┏━━
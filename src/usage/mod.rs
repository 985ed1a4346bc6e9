//! Registro de uso: eventos append-only de solicitud y reproducción,
//! el almacén que los persiste y el agregador de estadísticas.

pub mod stats;
pub mod store;

use chrono::{DateTime, Utc};
use serde::{Deserialize, Serialize};

/// Un track fue solicitado (encolado) por un usuario.
#[derive(Debug, Clone, PartialEq, Serialize, Deserialize)]
pub struct TrackRequested {
    pub timestamp: DateTime<Utc>,
    pub guild_id: u64,
    pub requester_id: u64,
    pub track_id: String,
}

/// Un track terminó de reproducirse (fin natural, skip o stop explícito).
#[derive(Debug, Clone, PartialEq, Serialize, Deserialize)]
pub struct TrackPlayed {
    pub timestamp: DateTime<Utc>,
    pub guild_id: u64,
    pub requester_id: u64,
    pub track_id: String,
    pub duration_seconds: f64,
}

/// Evento de uso persistido. Nunca se actualiza ni se borra tras insertarse.
#[derive(Debug, Clone, PartialEq, Serialize, Deserialize)]
#[serde(tag = "kind", rename_all = "snake_case")]
pub enum UsageEvent {
    TrackRequested(TrackRequested),
    TrackPlayed(TrackPlayed),
}

impl UsageEvent {
    pub fn kind(&self) -> EventKind {
        match self {
            UsageEvent::TrackRequested(_) => EventKind::Requested,
            UsageEvent::TrackPlayed(_) => EventKind::Played,
        }
    }

    pub fn guild_id(&self) -> u64 {
        match self {
            UsageEvent::TrackRequested(e) => e.guild_id,
            UsageEvent::TrackPlayed(e) => e.guild_id,
        }
    }

    pub fn track_id(&self) -> &str {
        match self {
            UsageEvent::TrackRequested(e) => &e.track_id,
            UsageEvent::TrackPlayed(e) => &e.track_id,
        }
    }

    pub fn timestamp(&self) -> DateTime<Utc> {
        match self {
            UsageEvent::TrackRequested(e) => e.timestamp,
            UsageEvent::TrackPlayed(e) => e.timestamp,
        }
    }
}

#[derive(Debug, Clone, Copy, PartialEq, Eq)]
pub enum EventKind {
    Requested,
    Played,
}

/// Filtro de consultas: conjunción sobre guild (siempre), solicitante y track.
#[derive(Debug, Clone, Default)]
pub struct UsageFilter {
    pub guild_id: u64,
    pub requester_id: Option<u64>,
    pub track_id: Option<String>,
}

impl UsageFilter {
    pub fn guild(guild_id: u64) -> Self {
        Self {
            guild_id,
            requester_id: None,
            track_id: None,
        }
    }

    pub fn with_requester(mut self, requester_id: u64) -> Self {
        self.requester_id = Some(requester_id);
        self
    }

    pub fn with_track(mut self, track_id: impl Into<String>) -> Self {
        self.track_id = Some(track_id.into());
        self
    }

    pub fn matches_ids(&self, guild_id: u64, requester_id: u64, track_id: &str) -> bool {
        self.guild_id == guild_id
            && self.requester_id.map_or(true, |r| r == requester_id)
            && self.track_id.as_deref().map_or(true, |t| t == track_id)
    }

    pub fn matches(&self, event: &UsageEvent) -> bool {
        match event {
            UsageEvent::TrackRequested(e) => {
                self.matches_ids(e.guild_id, e.requester_id, &e.track_id)
            }
            UsageEvent::TrackPlayed(e) => self.matches_ids(e.guild_id, e.requester_id, &e.track_id),
        }
    }
}

#[cfg(test)]
mod tests {
    use super::*;

    #[test]
    fn filter_is_a_conjunction() {
        let filter = UsageFilter::guild(1).with_requester(2).with_track("x");

        assert!(filter.matches_ids(1, 2, "x"));
        assert!(!filter.matches_ids(9, 2, "x"));
        assert!(!filter.matches_ids(1, 9, "x"));
        assert!(!filter.matches_ids(1, 2, "y"));
    }

    #[test]
    fn guild_only_filter_matches_any_requester_and_track() {
        let filter = UsageFilter::guild(1);
        assert!(filter.matches_ids(1, 5, "a"));
        assert!(filter.matches_ids(1, 6, "b"));
        assert!(!filter.matches_ids(2, 5, "a"));
    }

    #[test]
    fn event_roundtrips_through_json() {
        let event = UsageEvent::TrackPlayed(TrackPlayed {
            timestamp: Utc::now(),
            guild_id: 1,
            requester_id: 2,
            track_id: "abc".into(),
            duration_seconds: 12.5,
        });

        let line = serde_json::to_string(&event).unwrap();
        let parsed: UsageEvent = serde_json::from_str(&line).unwrap();
        assert_eq!(parsed, event);
    }
}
┗━━
Activity:
Scan the data above. Return every line with "Some" in it.

The answer:
        self.requester_id = Some(requester_id);
        self.track_id = Some(track_id.into());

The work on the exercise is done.